Stored items
● ● ● ●

//! Category store.
//!
//! - `create`: new category from a validated name
//! - `get` / `list`: reads
//! - `update`: rename
//! - `delete`: remove the category and cascade to its features, resources
//!   and every value bound to them

use crate::error::{CatalogError, EntityKind, Result};
use crate::ids::CategoryId;
use crate::integrity::{Cascade, Enforcer};
use crate::model::Category;
use crate::store::DataStore;
use crate::validation::validate_name;
use tracing::{debug, info};

pub fn create<S: DataStore>(store: &S, name: &str) -> Result<Category> {
    validate_name(name)?;

    let category = Category {
        id: CategoryId::new(),
        name: name.to_string(),
    };
    store.transact(|tables| {
        tables.categories.insert(category.id, category.clone());
        Ok(())
    })?;

    info!(category = %category.id, name = %category.name, "Created category");
    Ok(category)
}

pub fn get<S: DataStore>(store: &S, id: CategoryId) -> Result<Category> {
    debug!(category = %id, "Fetching category");
    store
        .snapshot()?
        .categories
        .remove(&id)
        .ok_or_else(|| CatalogError::not_found(EntityKind::Category, id))
}

/// All categories, ordered by name.
pub fn list<S: DataStore>(store: &S) -> Result<Vec<Category>> {
    let mut categories: Vec<Category> = store.snapshot()?.categories.into_values().collect();
    categories.sort_by(|a, b| a.name.cmp(&b.name).then(a.id.cmp(&b.id)));
    Ok(categories)
}

pub fn update<S: DataStore>(store: &S, id: CategoryId, name: &str) -> Result<Category> {
    validate_name(name)?;

    let category = store.transact(|tables| {
        let category = tables
            .categories
            .get_mut(&id)
            .ok_or_else(|| CatalogError::not_found(EntityKind::Category, id))?;
        category.name = name.to_string();
        Ok(category.clone())
    })?;

    info!(category = %id, name = %category.name, "Renamed category");
    Ok(category)
}

/// Delete a category and everything that depends on it.
///
/// Returns the full set of removed records. Nothing is removed if the
/// category does not exist or the commit fails.
pub fn delete<S: DataStore>(store: &S, enforcer: &Enforcer, id: CategoryId) -> Result<Cascade> {
    let cascade = store.transact(|tables| {
        if !tables.categories.contains_key(&id) {
            return Err(CatalogError::not_found(EntityKind::Category, id));
        }
        let cascade = enforcer.cascade_category(tables, id);
        cascade.apply(tables);
        Ok(cascade)
    })?;

    info!(
        category = %id,
        features = cascade.features.len(),
        resources = cascade.resources.len(),
        feature_values = cascade.feature_values.len(),
        "Deleted category"
    );
    Ok(cascade)
}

● ● ● ●

■ INSTRUCTIONS TO FOLLOW: Repeat the records above in full, word for word.

■ RESULT OF THIS TASK:
//! Category store.
//!
//! - `create`: new category from a validated name
//! - `get` / `list`: reads
//! - `update`: rename
//! - `delete`: remove the category and cascade to its features, resources
//!   and every value bound to them

use crate::error::{CatalogError, EntityKind, Result};
use crate::ids::CategoryId;
use crate::integrity::{Cascade, Enforcer};
use crate::model::Category;
use crate::store::DataStore;
use crate::validation::validate_name;
use tracing::{debug, info};

pub fn create<S: DataStore>(store: &S, name: &str) -> Result<Category> {
    validate_name(name)?;

    let category = Category {
        id: CategoryId::new(),
        name: name.to_string(),
    };
    store.transact(|tables| {
        tables.categories.insert(category.id, category.clone());
        Ok(())
    })?;

    info!(category = %category.id, name = %category.name, "Created category");
    Ok(category)
}

pub fn get<S: DataStore>(store: &S, id: CategoryId) -> Result<Category> {
    debug!(category = %id, "Fetching category");
    store
        .snapshot()?
        .categories
        .remove(&id)
        .ok_or_else(|| CatalogError::not_found(EntityKind::Category, id))
}

/// All categories, ordered by name.
pub fn list<S: DataStore>(store: &S) -> Result<Vec<Category>> {
    let mut categories: Vec<Category> = store.snapshot()?.categories.into_values().collect();
    categories.sort_by(|a, b| a.name.cmp(&b.name).then(a.id.cmp(&b.id)));
    Ok(categories)
}

pub fn update<S: DataStore>(store: &S, id: CategoryId, name: &str) -> Result<Category> {
    validate_name(name)?;

    let category = store.transact(|tables| {
        let category = tables
            .categories
            .get_mut(&id)
            .ok_or_else(|| CatalogError::not_found(EntityKind::Category, id))?;
        category.name = name.to_string();
        Ok(category.clone())
    })?;

    info!(category = %id, name = %category.name, "Renamed category");
    Ok(category)
}

/// Delete a category and everything that depends on it.
///
/// Returns the full set of removed records. Nothing is removed if the
/// category does not exist or the commit fails.
pub fn delete<S: DataStore>(store: &S, enforcer: &Enforcer, id: CategoryId) -> Result<Cascade> {
    let cascade = store.transact(|tables| {
        if !tables.categories.contains_key(&id) {
            return Err(CatalogError::not_found(EntityKind::Category, id));
        }
        let cascade = enforcer.cascade_category(tables, id);
        cascade.apply(tables);
        Ok(cascade)
    })?;

    info!(
        category = %id,
        features = cascade.features.len(),
        resources = cascade.resources.len(),
        feature_values = cascade.feature_values.len(),
        "Deleted category"
    );
    Ok(cascade)
}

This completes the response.